=== Source material ===
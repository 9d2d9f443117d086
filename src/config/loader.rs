//! Configuration loading with layered precedence.
//!
//! This module loads configuration with the precedence order (lowest to
//! highest): application defaults, configuration file, environment variables,
//! command-line arguments.
//!
//! Layers are composed manually with `MergeComposer` rather than through the
//! derived `load()`, because the `Cli` struct owns subcommand dispatch and the
//! `--config` flag, and because typed environment values must fail fast
//! instead of being silently ignored.
//!
//! # Environment Variable Handling
//!
//! String fields (e.g., `DOCKMACHINE_DOCKER_HOST`) are always accepted. The
//! typed `DOCKMACHINE_DOCKER_TYPE` must be `daemon` or `remote`; any other
//! value returns an error immediately.

use camino::Utf8PathBuf;
use cap_std::ambient_authority;
use cap_std::fs_utf8::Dir;
use clap::ValueEnum;
use ortho_config::discovery::ConfigDiscovery;
use ortho_config::serde_json::{self, Map, Value};
use ortho_config::{MergeComposer, toml};
use tracing::debug;

use crate::config::{AppConfig, Cli};
use crate::environment::DockerType;
use crate::error::{ConfigError, Result};

// ============================================================================
// Environment Variable Specification Table
// ============================================================================

/// The type of value expected from an environment variable.
#[derive(Clone, Copy)]
enum EnvVarType {
    /// String value (always accepted).
    String,
    /// A [`DockerType`] name. Invalid values return an error.
    DockerType,
}

/// Specification for a single environment variable mapping.
struct EnvVarSpec {
    /// The environment variable name (e.g., `DOCKMACHINE_DOCKER_HOST`).
    env_var: &'static str,
    /// The JSON path segments (e.g., `["variables", "host"]`).
    path: &'static [&'static str],
    /// The expected value type.
    var_type: EnvVarType,
}

/// Table of all environment variables and their JSON paths.
const ENV_VAR_SPECS: &[EnvVarSpec] = &[
    EnvVarSpec {
        env_var: "DOCKMACHINE_DOCKER_TYPE",
        path: &["docker_type"],
        var_type: EnvVarType::DockerType,
    },
    EnvVarSpec {
        env_var: "DOCKMACHINE_DOCKER_HOST",
        path: &["docker_host"],
        var_type: EnvVarType::String,
    },
    EnvVarSpec {
        env_var: "DOCKMACHINE_TLS_CERT_PATH",
        path: &["tls_cert_path"],
        var_type: EnvVarType::String,
    },
    // Connection variable names
    EnvVarSpec {
        env_var: "DOCKMACHINE_VARIABLES_HOST",
        path: &["variables", "host"],
        var_type: EnvVarType::String,
    },
    EnvVarSpec {
        env_var: "DOCKMACHINE_VARIABLES_TLS_VERIFY",
        path: &["variables", "tls_verify"],
        var_type: EnvVarType::String,
    },
    EnvVarSpec {
        env_var: "DOCKMACHINE_VARIABLES_CERT_PATH",
        path: &["variables", "cert_path"],
        var_type: EnvVarType::String,
    },
];

/// Returns the list of environment variable names recognised by the config loader.
///
/// Tests use this to clear every `DOCKMACHINE_*` variable without keeping a
/// second hard-coded list in sync.
#[must_use]
pub fn env_var_names() -> Vec<&'static str> {
    ENV_VAR_SPECS.iter().map(|spec| spec.env_var).collect()
}

/// Load a configuration file and push it to the composer.
///
/// Uses `cap_std::fs_utf8` for capability-oriented filesystem access: the
/// parent directory is opened first and the file is read from there.
fn load_config_file(path: &Utf8PathBuf, composer: &mut MergeComposer) -> Result<()> {
    let current_dir = Utf8PathBuf::from(".");
    let parent = path
        .parent()
        .filter(|p| !p.as_str().is_empty())
        .unwrap_or_else(|| current_dir.as_ref());
    let file_name = path.file_name().unwrap_or(path.as_str());

    let dir = Dir::open_ambient_dir(parent, ambient_authority()).map_err(|e| {
        ConfigError::ParseError {
            message: format!("failed to open directory {parent}: {e}"),
        }
    })?;

    let content = dir
        .read_to_string(file_name)
        .map_err(|e| ConfigError::ParseError {
            message: format!("failed to read {path}: {e}"),
        })?;

    let value =
        toml::from_str::<serde_json::Value>(&content).map_err(|e| ConfigError::ParseError {
            message: format!("failed to parse {path}: {e}"),
        })?;

    debug!(%path, "loaded configuration file");
    composer.push_file(value, Some(path.clone()));
    Ok(())
}

/// Load configuration with full layer precedence.
///
/// This function loads configuration from all available sources:
/// 1. Application defaults defined in the struct
/// 2. Configuration file (`--config`, or discovered via `DOCKMACHINE_CONFIG_PATH`
///    and XDG paths)
/// 3. `DOCKMACHINE_*` variables read through `env`
/// 4. Command-line arguments (from the provided `Cli`)
///
/// Later sources override earlier ones.
///
/// # Errors
///
/// Returns `ConfigError` if configuration loading fails due to:
/// - Malformed configuration files
/// - An invalid `DOCKMACHINE_DOCKER_TYPE` value
/// - Layers that cannot be merged into `AppConfig`
/// - Connection variable names that are blank or collide
pub fn load_config<E: mockable::Env>(cli: &Cli, env: &E) -> Result<AppConfig> {
    let mut composer = MergeComposer::new();

    // Layer 1: Defaults (serialised from AppConfig::default()).
    let defaults =
        serde_json::to_value(AppConfig::default()).map_err(|e| ConfigError::ParseError {
            message: format!("failed to serialise defaults: {e}"),
        })?;
    composer.push_defaults(defaults);

    // Layer 2: Configuration file.
    let config_path: Option<Utf8PathBuf> =
        cli.config.clone().filter(|p| p.exists()).or_else(|| {
            let discovery = ConfigDiscovery::builder("dockmachine")
                .env_var("DOCKMACHINE_CONFIG_PATH")
                .config_file_name("config.toml")
                .dotfile_name(".dockmachine.toml")
                .build();
            discovery
                .candidates()
                .into_iter()
                .filter(|p| p.exists())
                .find_map(|p| Utf8PathBuf::try_from(p).ok())
        });

    if let Some(ref path) = config_path {
        load_config_file(path, &mut composer)?;
    }

    // Layer 3: Environment variables.
    let env_values = collect_env_vars(env)?;
    if !env_values.is_null() {
        composer.push_environment(env_values);
    }

    // Layer 4: CLI overrides.
    let cli_overrides = build_cli_overrides(cli);
    if !cli_overrides.is_null() {
        composer.push_cli(cli_overrides);
    }

    let config =
        AppConfig::merge_from_layers(composer.layers()).map_err(ConfigError::OrthoConfig)?;
    config.variables.validate()?;

    Ok(config)
}

/// Collect `DOCKMACHINE_*` environment variables into a JSON value.
///
/// # Errors
///
/// Returns `ConfigError::InvalidValue` if a typed variable has an unparseable
/// value.
fn collect_env_vars<E: mockable::Env>(env: &E) -> Result<Value> {
    let mut root = Map::new();

    for spec in ENV_VAR_SPECS {
        let Some(raw_value) = env.string(spec.env_var) else {
            continue;
        };

        let json_value = match spec.var_type {
            EnvVarType::String => Value::String(raw_value),
            EnvVarType::DockerType => match DockerType::from_str(&raw_value, true) {
                Ok(docker_type) => Value::String(docker_type.to_string()),
                Err(_) => {
                    return Err(ConfigError::InvalidValue {
                        field: spec.env_var.to_owned(),
                        reason: format!("expected 'daemon' or 'remote', got '{raw_value}'"),
                    }
                    .into());
                }
            },
        };

        insert_at_path(&mut root, spec.path, json_value);
    }

    if root.is_empty() {
        Ok(Value::Null)
    } else {
        Ok(Value::Object(root))
    }
}

/// Insert a value at a nested path in a JSON map.
///
/// For a path like `["variables", "host"]`, this creates the intermediate
/// `variables` object if needed and inserts `host` within it.
fn insert_at_path(root: &mut Map<String, Value>, path: &[&str], value: Value) {
    let Some((&field, parents)) = path.split_last() else {
        return;
    };

    let mut current = root;
    for &segment in parents {
        let entry = current
            .entry(segment.to_owned())
            .or_insert_with(|| Value::Object(Map::new()));
        let Some(obj) = entry.as_object_mut() else {
            return;
        };
        current = obj;
    }

    current.insert(field.to_owned(), value);
}

/// Build a JSON value containing CLI overrides.
fn build_cli_overrides(cli: &Cli) -> serde_json::Value {
    let mut overrides = serde_json::Map::new();

    if let Some(docker_type) = cli.docker_type {
        overrides.insert(
            "docker_type".to_owned(),
            serde_json::Value::String(docker_type.to_string()),
        );
    }

    if let Some(ref host) = cli.docker_host {
        overrides.insert(
            "docker_host".to_owned(),
            serde_json::Value::String(host.clone()),
        );
    }

    if let Some(ref cert_path) = cli.tls_cert_path {
        overrides.insert(
            "tls_cert_path".to_owned(),
            serde_json::Value::String(cert_path.clone()),
        );
    }

    if overrides.is_empty() {
        serde_json::Value::Null
    } else {
        serde_json::Value::Object(overrides)
    }
}
//! Built-in rewrite rules for generated data-access code.
//!
//! Each rule pairs one idiom pattern with one capture-driven replacement
//! strategy. Rules are constructed once at startup and are immutable; the
//! same rule value is reused across every file scanned in a run.

pub mod fetch;
pub mod update;

pub use fetch::PreserveStoredId;
pub use update::WriteFullObject;

use crate::rewrite::{Occurrence, RewriteError};

/// One idiom pattern paired with its replacement strategy.
pub trait RewriteRule {
    /// Stable identifier used in reports.
    fn name(&self) -> &'static str;

    /// One-line description of what the rule repairs.
    fn description(&self) -> &'static str;

    /// Locate candidate occurrences, non-overlapping and ordered
    /// left-to-right by start offset.
    fn scan(&self, source: &str) -> Result<Vec<Occurrence>, RewriteError>;

    /// Synthesize replacement text from an occurrence's captures.
    ///
    /// Must be a pure function of the captures: no side effects, no
    /// dependence on occurrence order or state outside the occurrence.
    /// Returns `None` when a required capture is absent or inconsistent,
    /// in which case the span is skipped untouched.
    fn replacement(&self, occ: &Occurrence) -> Option<String>;
}

/// The rules applied by the CLI, in pass order.
pub fn builtin_rules() -> Vec<Box<dyn RewriteRule>> {
    vec![Box::new(PreserveStoredId), Box::new(WriteFullObject)]
}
===
Requirement >> Go line by line through the records and copy those that contain the word "toml".

Exercise solution >>
use ortho_config::{MergeComposer, toml};
        toml::from_str::<serde_json::Value>(&content).map_err(|e| ConfigError::ParseError {
                .config_file_name("config.toml")
                .dotfile_name(".dockmachine.toml")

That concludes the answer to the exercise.